Blog author: Annie Madsen
Citations:
Nicholson, A.J. & Bailey, V.A. 1935. The Balance of Animal Populations. Proceedings of the Zoological Society of London, 105(3):551-598.
Okuyama, T. 2017. Egg limitation and individual variation in parasitization risk among hosts in host-parasitoid dynamics. Ecology and Evolution, 7(9):3143-3148. doi: https://doi.org/10.1002/ece3.2916
Background
Alexander John Nicholson was an Australian entomologist who largely studied population dynamics of insects.

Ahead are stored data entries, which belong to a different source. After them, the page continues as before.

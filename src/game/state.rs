//! Game state types.

/// Game state.
///
/// `WaitingForPlayers → Ready → Complete | Aborted`, and back to `Ready`
/// through [`Game::new_game`](crate::Game::new_game).
#[derive(Debug, Clone, Copy, PartialEq, Eq)]
pub enum GameState {
    /// Fewer than two players have joined.
    WaitingForPlayers,
    /// Enough players to run a game.
    Ready,
    /// Every turn was dealt and a winner was determined.
    Complete,
    /// The deck ran short before the last turn; no winner.
    Aborted,
}

impl GameState {
    /// Returns whether the last game ended, with or without a winner.
    #[must_use]
    pub const fn is_finished(self) -> bool {
        matches!(self, Self::Complete | Self::Aborted)
    }
}
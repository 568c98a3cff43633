use alloc::vec::Vec;

use crate::event::GameEvent;
use crate::player::Player;
use crate::result::{GameOutcome, PlayerStanding};

use super::Game;

impl Game {
    /// Scores the table and announces the result.
    ///
    /// Players are scanned in registration order against a running top
    /// score that starts at zero: a higher score replaces the winners, an
    /// equal score joins them. A table where nobody scored is therefore a
    /// tie between everyone.
    ///
    /// Each player's score line is announced first, then either the winner
    /// or the tie.
    pub fn determine_winner(&mut self) -> GameOutcome {
        let mut winners = Vec::new();
        let mut top_score = 0;

        for player in &self.players {
            if player.score() > top_score {
                winners.clear();
                winners.push(player.id());
                top_score = player.score();
            } else if player.score() == top_score {
                winners.push(player.id());
            }
        }

        let standings: Vec<PlayerStanding> = self
            .players
            .iter()
            .map(|player| PlayerStanding {
                player_id: player.id(),
                score: player.score(),
                cards: player.hand().len(),
            })
            .collect();

        let reports: Vec<GameEvent> = self.players.iter().map(Player::score_report).collect();
        for report in reports {
            self.emit(report);
        }

        match winners.as_slice() {
            [] => {}
            [only] => {
                let name = self.player(*only).map(Player::name).unwrap_or_default().into();
                self.emit(GameEvent::Winner {
                    player: *only,
                    name,
                    score: top_score,
                });
            }
            tied => {
                let players = tied.to_vec();
                self.emit(GameEvent::Tie {
                    players,
                    score: top_score,
                });
            }
        }

        GameOutcome {
            winners,
            top_score,
            standings,
        }
    }
}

He studied zoology at the University of Birmingham and received an honorary D.Sc. from the University of Sydney in 1929. Much of his work regarded the Australian sheep blowfly (Lucila cuprina) and host-parasite interactions. Victor Albert Bailey was a British physicist who worked with population dynamics and ionospheric physics (regarding the transmission of radio waves). He earned his Ph.D. at Queen's College in Oxford in 1923.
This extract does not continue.